Publié le : 15/11/2017
Ordonnance n° 7 créant l'ordre de la Libération
Ordonnance n° 7 créant l'ordre de la Libération - Photo : Musée de l'ordre de la Libération
Croix de la Libération
Croix de la Libération - Photo : Musée de l'ordre de la Libération
Le 13 octobre 1940, quatre mois seulement après avoir lancé l’Appel du 18 juin, le général de Gaulle, qui a compris que la guerre serait longue, fait part de sa décision de créer rapidement un symbole fort, un nouvel ordre, différent de celui de la Légion d’honneur : "Notre entreprise est hérissée de difficultés. Les Français seront lents à nous rallier. Le risque leur fait peur. Ils ont besoin d’être encouragés, stimulés.
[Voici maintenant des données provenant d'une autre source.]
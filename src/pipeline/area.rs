use std::fs;
use std::path::{Path, PathBuf};
use std::time::Instant;

use log::{debug, info};

use super::Layout;
use crate::config::PipelineConfig;
use crate::error::{HeightError, Result};
use crate::evaluate::{evaluate, evaluation_layer, EvaluationReport};
use crate::feature::{
    clip_to_boundary, load_feature_collection, merge_collections, save_feature_collection, FeatureCollection,
};
use crate::raster::{difference, fill_gaps, load_grid, save_grid, RasterGrid};
use crate::zonal::{estimates_layer, zonal_mean};


/// Outcome of one processed area.
#[derive(Debug, Clone, PartialEq)]
pub struct AreaSummary {
    pub name: String,
    pub buildings: usize,
    /// buildings that received a height estimate
    pub estimated: usize,
    pub report: EvaluationReport,
}

fn require(path: PathBuf) -> Result<PathBuf> {
    if path.exists() {
        Ok(path)
    } else {
        Err(HeightError::MissingInputFile(path))
    }
}

fn ensure_parent(path: &Path) -> Result<()> {
    if let Some(parent) = path.parent() {
        fs::create_dir_all(parent)?;
    }
    Ok(())
}

/// Runs the whole chain for one area: fill the terrain model, build the height
/// model, estimate per-building heights and evaluate them.
pub fn process_area(name: &str, layout: &Layout, config: &PipelineConfig) -> Result<AreaSummary> {
    let start = Instant::now();
    info!("▶️  Processing {}", name);

    let dsm_path = require(layout.dsm(name))?;
    let dtm_path = require(layout.dtm(name))?;
    let boundary_path = require(layout.boundary(name))?;

    let height_model = build_height_model(name, &dsm_path, &dtm_path, layout, config)?;

    let boundary = load_feature_collection(&boundary_path, config.raster_epsg)?;
    let buildings = building_layer(name, layout, &boundary)?;

    let now = Instant::now();
    info!("▶️  Estimating heights of {} building(s)", buildings.len());
    let estimates = zonal_mean(&buildings, &height_model, config.cell_selection)?;
    let estimated = estimates.iter().filter(|(_, v)| v.is_some()).count();
    let layer = estimates_layer(&buildings, &estimates, &config.estimate_attribute, config.target_epsg)?;
    let estimates_path = layout.estimates(name);
    ensure_parent(&estimates_path)?;
    save_feature_collection(&estimates_path, &layer)?;
    info!("✔️  Estimated {} height(s) in {}ms", estimated, now.elapsed().as_millis());

    let truth = buildings.numeric_difference(&config.roof_attribute, &config.ground_attribute);
    let report = evaluate(&truth, &estimates, &config.bins)?;
    let evaluation_path = layout.evaluation(name);
    ensure_parent(&evaluation_path)?;
    save_feature_collection(&evaluation_path, &evaluation_layer(&buildings, &report, config.target_epsg)?)?;

    info!("🎉  Finished {} in {}ms", name, start.elapsed().as_millis());

    Ok(AreaSummary {
        name: name.to_string(),
        buildings: buildings.len(),
        estimated,
        report,
    })
}

fn build_height_model(
    name: &str,
    dsm_path: &Path,
    dtm_path: &Path,
    layout: &Layout,
    config: &PipelineConfig,
) -> Result<RasterGrid> {
    let now = Instant::now();
    info!("▶️  Filling terrain model");
    let dtm = load_grid(dtm_path, config.raster_epsg)?;
    let gaps = dtm.missing_count();
    let filled = fill_gaps(&dtm)?;
    let filled_path = layout.filled_dtm(name);
    ensure_parent(&filled_path)?;
    save_grid(&filled_path, &filled, config.output_nodata)?;
    info!("✔️  Filled {} cell(s) in {}ms", gaps, now.elapsed().as_millis());

    let now = Instant::now();
    info!("▶️  Building height model");
    let dsm = load_grid(dsm_path, config.raster_epsg)?;
    let dsm_gaps = dsm.missing_count();
    let dsm = if dsm_gaps > 0 {
        debug!("filling {} surface model cell(s)", dsm_gaps);
        fill_gaps(&dsm)?
    } else {
        dsm
    };
    let height_model = difference(&dsm, &filled, config.height_ceiling)?;
    let height_model_path = layout.height_model(name);
    ensure_parent(&height_model_path)?;
    save_grid(&height_model_path, &height_model, config.output_nodata)?;
    info!("✔️  Built height model in {}ms", now.elapsed().as_millis());

    Ok(height_model)
}

/// Building footprints of an area, clipped to its boundary.
///
/// The clipped layer is cached next to the tile directory and reused when
/// present; otherwise every GeoJSON tile file is merged in file name order.
pub fn building_layer(name: &str, layout: &Layout, boundary: &FeatureCollection) -> Result<FeatureCollection> {
    let cached = layout.building_layer(name);
    if cached.is_file() {
        info!("ℹ️  Reusing clipped buildings from {}", cached.display());
        return load_feature_collection(&cached, boundary.epsg);
    }

    let now = Instant::now();
    info!("▶️  Clipping buildings");
    let tiles_dir = require(layout.building_tiles(name))?;
    let files = tile_files(&tiles_dir)?;
    debug!("merging {} building tile(s)", files.len());

    let collections = files
        .iter()
        .map(|path| load_feature_collection(path, boundary.epsg))
        .collect::<Result<Vec<_>>>()?;
    let merged = merge_collections(collections, boundary.epsg)?;
    let clipped = clip_to_boundary(&merged, boundary)?;

    save_feature_collection(&cached, &clipped)?;
    info!(
        "✔️  Clipped {} of {} building(s) in {}ms",
        clipped.len(),
        merged.len(),
        now.elapsed().as_millis()
    );

    Ok(clipped)
}

fn tile_files(dir: &Path) -> Result<Vec<PathBuf>> {
    let mut files = Vec::new();
    for pattern in ["*.geojson", "*.geojson.gz"] {
        let pattern = dir.join(pattern);
        for entry in glob::glob(&pattern.to_string_lossy())? {
            files.push(entry?);
        }
    }
    files.sort();
    Ok(files)
}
Je suis décidé à créer un insigne nouveau face à l’imprévisible conjoncture. Il récompensera ceux des nôtres qui se seront signalés dans cette haute et âpre campagne, pour la Libération de la France." 
 
Le 16 novembre 1940, comme annoncé, le général de Gaulle, chef des Français libres, crée donc par ordonnance un ordre dit « ordre de la Libération », « destiné à récompenser les personnes ou les collectivités militaires et civiles qui se seront signalées dans l'œuvre de la Libération de la France et de son Empire »  (article 1er).
 
Les membres de cet ordre – « cette chevalerie exceptionnelle créée au moment le plus grave de l'Histoire de la France » – portent initialement le titre de  « croisés de la Libération », avant de porter le titre définitif de « compagnons de la Libération ».
 
Ne comportant qu’un seul grade, « l’insigne unique de cet ordre est la croix de la Libération » (article 2). C’est un insigne sobre, un écu de bronze poli rectangulaire portant un glaive chargé d’une croix de Lorraine. Au revers, on peut lire la devise : « patriam servando victoriam tulit » (« en servant la patrie, il a remporté la victoire »). Quant au ruban de la décoration, alliant le noir du deuil et le vert de l’espérance, il symbolise l’état de la France en 1940.
 
« L’admission dans l'ordre de la Libération est prononcée par le chef des Français libres » (article 3). À cet égard, une note du général de Gaulle, datée du 3 décembre 1945, atteste du caractère rare de l’attribution de la croix de la Libération : « On me propose des candidats qui, bien que très dignes et vaillants combattants, ne répondent pas aux conditions tout à fait exceptionnelles qui justifient l’accession dans l’Ordre. »
 
Seules 1036 personnes, 5 communes et 18 unités combattantes se voient attribuer la croix de la Libération entre le 29 janvier 1941, date de nomination des premiers Compagnons par le général de Gaulle, et le 23 janvier 1946, date de cessation d’attribution.
 
En 1967, l’ordre de la Libération s’installe dans le pavillon Robert Cotte de l’Hôtel national des Invalides, au 51 bis boulevard de la Tour-Maubourg, dans le 7e arrondissement. C’est dans ce cadre prestigieux que le Musée de l’Ordre de la Libération a ouvert ses portes en 1970. Entièrement rénové entre 2012 et 2015, il accueille aujourd’hui en moyenne 100 000 visiteurs par an.